For sure it’s been the patience to really get the foundation established, and trying to keep up with client needs at the same time. I’ve spent months kind of laying the groundwork for this, which is everything from selecting marketing software to establishing some internal workflow processes. We recently updated the LS2group brand and the website. And finding the creative talent. We’ve got all those pieces in place now, which is really exciting. But the biggest challenge has been taking the time to make sure we’re setting it up appropriately.
So you actually took a welding course?
I did. The funny thing is, I grew up on a farm, and I watched my father weld for years. I’d never tried it, but it’s actually kind of fun. It’s hard work, but it’s different than I thought.
What drives your passion for being a marketer?

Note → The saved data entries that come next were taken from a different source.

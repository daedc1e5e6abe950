use chrono::Utc;
use std::env;
use std::fs::{metadata, File};
use std::io::Write;
use std::path::Path;

fn main() {
    let out_dir = env::var_os("OUT_DIR").unwrap();
    let dest_path = Path::new(&out_dir).join("version.rs");
    let manifest_dir = env::var("CARGO_MANIFEST_DIR").unwrap();
    let cargo_toml_path = Path::new(&manifest_dir).join("Cargo.toml");

    // Only regenerate when Cargo.toml is newer than the generated file
    let should_regenerate = if dest_path.exists() {
        let version_rs_modified = metadata(&dest_path).unwrap().modified().unwrap();
        let cargo_toml_modified = metadata(&cargo_toml_path).unwrap().modified().unwrap();
        cargo_toml_modified > version_rs_modified
    } else {
        true
    };

    if !should_regenerate {
        return;
    }

    let mut f = File::create(&dest_path).unwrap();

    // Key layout version lives in Cargo.toml package metadata
    let cargo_toml_content = std::fs::read_to_string(&cargo_toml_path).unwrap();

    let key_schema_version = match cargo_toml_content.parse::<toml::Table>() {
        Ok(cargo_toml) => cargo_toml
            .get("package")
            .and_then(|p| p.as_table())
            .and_then(|p| p.get("metadata"))
            .and_then(|m| m.as_table())
            .and_then(|m| m.get("key_schema_version"))
            .and_then(|v| v.as_integer())
            .map(|v| v.to_string())
            .unwrap_or_else(|| "unknown".to_string()),
        Err(_) => "unknown".to_string(),
    };
    let build_time = Utc::now().format("%Y-%m-%d %H:%M:%S UTC").to_string();
    let git_hash = std::process::Command::new("git")
        .args(["rev-parse", "--short", "HEAD"])
        .output()
        .ok()
        .and_then(|output| {
            if output.status.success() {
                String::from_utf8(output.stdout).ok()
            } else {
                None
            }
        })
        .map(|s| s.trim().to_string())
        .unwrap_or_else(|| "unknown".to_string());

    #[allow(clippy::uninlined_format_args)]
    writeln!(
        &mut f,
        r###"pub const KEY_SCHEMA_VERSION: &str = "{}";
pub const BUILD_TIME: &str = "{}";
pub const GIT_HASH: &str = "{}";"###,
        key_schema_version, build_time, git_hash
    )
    .unwrap();

    println!("cargo:rerun-if-changed=build.rs");
    println!("cargo:rerun-if-changed=Cargo.toml");
    println!("cargo:rerun-if-changed=.git/HEAD");
}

I like to bridge the gap of communication. The way that people communicate today is obviously changing. The Internet and mobile phones have also changed that tremendously, and I think it’s actually probably widened the gap between what people try to communicate and what actually is communicated. So what drives me is really getting in to understand, again, who is the audience? Why should I care, as an audience, about a specific product or service? And how do you really try to keep it as simple as possible, and still be able to impact behavior?
What do you do for fun?
I love to travel. I like to travel with my family and like to experience other cultures. Recently, I just returned from Costa Rica with my 18-year-old niece, and tried some exciting adventures down there. The most interesting place and probably the most eye-opening was China. It’s amazing that even though there’s a communication barrier, you’re still able to communicate with people, and people are people. They’re the same almost everywhere. They may look a little different, the food may be a little different, but it’s kind of interesting.